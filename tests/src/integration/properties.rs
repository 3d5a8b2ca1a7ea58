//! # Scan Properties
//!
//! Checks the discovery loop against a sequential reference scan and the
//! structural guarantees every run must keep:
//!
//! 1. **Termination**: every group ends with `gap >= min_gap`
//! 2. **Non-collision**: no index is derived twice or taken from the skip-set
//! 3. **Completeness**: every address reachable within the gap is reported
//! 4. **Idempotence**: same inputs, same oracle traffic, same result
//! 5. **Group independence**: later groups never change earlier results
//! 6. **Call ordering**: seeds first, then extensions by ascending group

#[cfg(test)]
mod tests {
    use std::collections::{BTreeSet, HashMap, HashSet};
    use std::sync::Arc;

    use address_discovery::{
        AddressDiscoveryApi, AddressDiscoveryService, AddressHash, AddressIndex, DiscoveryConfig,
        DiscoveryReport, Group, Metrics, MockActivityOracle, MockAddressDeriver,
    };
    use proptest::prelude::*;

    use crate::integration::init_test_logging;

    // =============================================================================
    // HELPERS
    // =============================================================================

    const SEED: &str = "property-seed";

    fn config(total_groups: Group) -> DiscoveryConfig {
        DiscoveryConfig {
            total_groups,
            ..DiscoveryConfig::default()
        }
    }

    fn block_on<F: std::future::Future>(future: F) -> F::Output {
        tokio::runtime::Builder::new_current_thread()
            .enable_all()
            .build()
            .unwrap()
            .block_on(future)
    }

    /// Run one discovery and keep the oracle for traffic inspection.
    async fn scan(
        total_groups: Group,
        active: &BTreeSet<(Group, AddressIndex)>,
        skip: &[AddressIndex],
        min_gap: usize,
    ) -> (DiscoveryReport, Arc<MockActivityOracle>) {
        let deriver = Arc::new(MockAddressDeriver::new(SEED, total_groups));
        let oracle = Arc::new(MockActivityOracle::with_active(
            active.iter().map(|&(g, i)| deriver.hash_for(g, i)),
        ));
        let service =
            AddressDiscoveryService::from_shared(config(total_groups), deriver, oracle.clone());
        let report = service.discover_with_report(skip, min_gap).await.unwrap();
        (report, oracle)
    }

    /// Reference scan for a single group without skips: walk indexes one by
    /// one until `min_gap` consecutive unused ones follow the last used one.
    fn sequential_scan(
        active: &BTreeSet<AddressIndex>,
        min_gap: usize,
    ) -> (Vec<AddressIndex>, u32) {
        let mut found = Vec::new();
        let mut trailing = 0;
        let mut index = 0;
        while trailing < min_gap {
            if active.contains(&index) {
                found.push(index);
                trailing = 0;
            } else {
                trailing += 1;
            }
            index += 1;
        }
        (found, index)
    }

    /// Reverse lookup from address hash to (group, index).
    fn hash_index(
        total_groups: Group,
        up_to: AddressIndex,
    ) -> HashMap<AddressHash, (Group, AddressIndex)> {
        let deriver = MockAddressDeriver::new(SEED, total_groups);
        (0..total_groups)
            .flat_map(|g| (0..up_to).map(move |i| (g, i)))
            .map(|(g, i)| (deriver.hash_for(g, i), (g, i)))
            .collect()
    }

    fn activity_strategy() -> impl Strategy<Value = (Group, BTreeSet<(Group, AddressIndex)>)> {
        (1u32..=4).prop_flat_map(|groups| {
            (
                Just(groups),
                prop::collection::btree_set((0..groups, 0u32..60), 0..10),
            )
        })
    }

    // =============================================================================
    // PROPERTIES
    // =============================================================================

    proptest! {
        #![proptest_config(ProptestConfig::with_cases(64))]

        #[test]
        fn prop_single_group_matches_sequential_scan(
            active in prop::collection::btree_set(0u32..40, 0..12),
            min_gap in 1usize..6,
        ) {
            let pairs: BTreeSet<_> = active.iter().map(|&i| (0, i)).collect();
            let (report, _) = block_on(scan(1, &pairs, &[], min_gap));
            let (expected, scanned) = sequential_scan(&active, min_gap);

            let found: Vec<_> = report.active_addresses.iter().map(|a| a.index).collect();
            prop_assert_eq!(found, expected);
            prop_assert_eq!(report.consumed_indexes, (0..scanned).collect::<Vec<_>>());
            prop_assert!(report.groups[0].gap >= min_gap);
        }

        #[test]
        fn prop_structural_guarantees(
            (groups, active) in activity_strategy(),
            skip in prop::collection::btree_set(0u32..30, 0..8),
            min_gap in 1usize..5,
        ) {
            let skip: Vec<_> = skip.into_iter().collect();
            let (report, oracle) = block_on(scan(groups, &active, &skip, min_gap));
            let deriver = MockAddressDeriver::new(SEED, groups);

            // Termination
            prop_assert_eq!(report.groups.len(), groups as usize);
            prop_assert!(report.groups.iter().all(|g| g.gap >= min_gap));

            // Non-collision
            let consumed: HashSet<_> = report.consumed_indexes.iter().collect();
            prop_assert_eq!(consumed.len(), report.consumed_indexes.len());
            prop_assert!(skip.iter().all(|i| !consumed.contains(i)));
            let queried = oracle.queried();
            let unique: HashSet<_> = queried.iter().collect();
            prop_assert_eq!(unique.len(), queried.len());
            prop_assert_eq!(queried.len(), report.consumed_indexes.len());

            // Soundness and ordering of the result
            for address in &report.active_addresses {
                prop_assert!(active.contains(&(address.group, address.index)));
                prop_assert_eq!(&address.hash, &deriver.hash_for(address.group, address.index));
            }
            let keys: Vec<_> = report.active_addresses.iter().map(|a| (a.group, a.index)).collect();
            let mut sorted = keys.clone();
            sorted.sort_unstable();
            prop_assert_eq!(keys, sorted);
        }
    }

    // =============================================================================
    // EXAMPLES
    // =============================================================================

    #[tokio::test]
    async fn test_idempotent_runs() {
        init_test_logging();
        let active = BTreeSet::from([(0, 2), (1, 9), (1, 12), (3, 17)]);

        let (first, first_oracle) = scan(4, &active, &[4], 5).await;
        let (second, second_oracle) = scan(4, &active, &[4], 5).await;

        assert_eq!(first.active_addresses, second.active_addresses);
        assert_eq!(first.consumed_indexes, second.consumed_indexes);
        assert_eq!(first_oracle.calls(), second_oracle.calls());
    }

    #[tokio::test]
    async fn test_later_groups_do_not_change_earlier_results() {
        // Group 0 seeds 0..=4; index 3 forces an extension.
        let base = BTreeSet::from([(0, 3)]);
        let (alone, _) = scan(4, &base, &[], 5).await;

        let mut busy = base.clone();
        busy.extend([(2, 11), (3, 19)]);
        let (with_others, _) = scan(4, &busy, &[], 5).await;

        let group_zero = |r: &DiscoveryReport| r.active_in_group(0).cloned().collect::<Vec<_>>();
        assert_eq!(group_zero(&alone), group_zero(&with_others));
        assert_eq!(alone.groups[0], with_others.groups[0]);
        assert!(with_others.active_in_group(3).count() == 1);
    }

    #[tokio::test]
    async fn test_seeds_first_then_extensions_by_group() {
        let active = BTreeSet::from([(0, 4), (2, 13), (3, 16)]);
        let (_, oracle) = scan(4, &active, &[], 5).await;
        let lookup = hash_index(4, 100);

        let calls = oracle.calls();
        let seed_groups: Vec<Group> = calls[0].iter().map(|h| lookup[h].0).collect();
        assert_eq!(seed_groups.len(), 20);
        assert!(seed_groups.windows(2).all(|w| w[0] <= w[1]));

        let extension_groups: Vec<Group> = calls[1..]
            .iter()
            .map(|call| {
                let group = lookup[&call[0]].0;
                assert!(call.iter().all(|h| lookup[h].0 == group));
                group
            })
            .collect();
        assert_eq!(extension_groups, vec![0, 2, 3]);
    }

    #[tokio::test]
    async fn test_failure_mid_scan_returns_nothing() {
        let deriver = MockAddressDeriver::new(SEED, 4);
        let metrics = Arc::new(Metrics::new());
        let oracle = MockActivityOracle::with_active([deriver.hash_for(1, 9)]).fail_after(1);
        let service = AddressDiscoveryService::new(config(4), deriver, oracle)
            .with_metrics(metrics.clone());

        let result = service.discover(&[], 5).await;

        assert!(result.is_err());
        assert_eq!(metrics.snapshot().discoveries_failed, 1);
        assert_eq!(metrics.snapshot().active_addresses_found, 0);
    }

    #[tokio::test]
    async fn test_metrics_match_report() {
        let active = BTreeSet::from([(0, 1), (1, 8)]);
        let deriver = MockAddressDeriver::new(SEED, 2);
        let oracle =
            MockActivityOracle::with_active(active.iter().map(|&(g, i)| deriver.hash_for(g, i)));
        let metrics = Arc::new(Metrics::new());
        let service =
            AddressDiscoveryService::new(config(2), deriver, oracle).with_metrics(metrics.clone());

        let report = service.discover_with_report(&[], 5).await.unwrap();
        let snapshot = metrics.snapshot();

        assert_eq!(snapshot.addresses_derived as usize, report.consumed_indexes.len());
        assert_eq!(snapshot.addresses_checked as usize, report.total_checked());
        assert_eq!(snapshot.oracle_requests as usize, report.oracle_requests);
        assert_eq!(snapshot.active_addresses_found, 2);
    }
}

———

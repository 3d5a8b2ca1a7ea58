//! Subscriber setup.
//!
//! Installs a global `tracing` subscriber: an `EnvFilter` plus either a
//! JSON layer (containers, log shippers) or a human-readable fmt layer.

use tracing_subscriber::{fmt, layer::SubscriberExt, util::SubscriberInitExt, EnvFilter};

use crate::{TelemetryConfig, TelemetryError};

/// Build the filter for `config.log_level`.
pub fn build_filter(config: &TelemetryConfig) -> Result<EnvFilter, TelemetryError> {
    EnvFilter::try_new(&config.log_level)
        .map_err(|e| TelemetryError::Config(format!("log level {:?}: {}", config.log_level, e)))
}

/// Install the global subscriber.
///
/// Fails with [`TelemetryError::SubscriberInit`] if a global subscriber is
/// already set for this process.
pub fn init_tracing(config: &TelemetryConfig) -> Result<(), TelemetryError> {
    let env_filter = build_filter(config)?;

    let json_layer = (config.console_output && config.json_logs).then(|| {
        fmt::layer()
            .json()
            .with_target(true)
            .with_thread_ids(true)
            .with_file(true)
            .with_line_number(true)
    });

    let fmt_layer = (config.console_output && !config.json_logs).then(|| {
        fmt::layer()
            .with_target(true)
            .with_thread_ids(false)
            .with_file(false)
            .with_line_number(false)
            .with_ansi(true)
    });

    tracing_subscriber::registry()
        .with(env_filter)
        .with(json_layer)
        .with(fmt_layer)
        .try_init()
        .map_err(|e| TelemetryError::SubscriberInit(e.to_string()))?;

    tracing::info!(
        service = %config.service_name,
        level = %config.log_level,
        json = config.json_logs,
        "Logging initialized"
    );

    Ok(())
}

———

### EXERCISE DESCRIPTION
Filter the records down to the lines containing the word "EnvFilter", and copy those.

### SOLUTION
//! Installs a global `tracing` subscriber: an `EnvFilter` plus either a
use tracing_subscriber::{fmt, layer::SubscriberExt, util::SubscriberInitExt, EnvFilter};
pub fn build_filter(config: &TelemetryConfig) -> Result<EnvFilter, TelemetryError> {
    EnvFilter::try_new(&config.log_level)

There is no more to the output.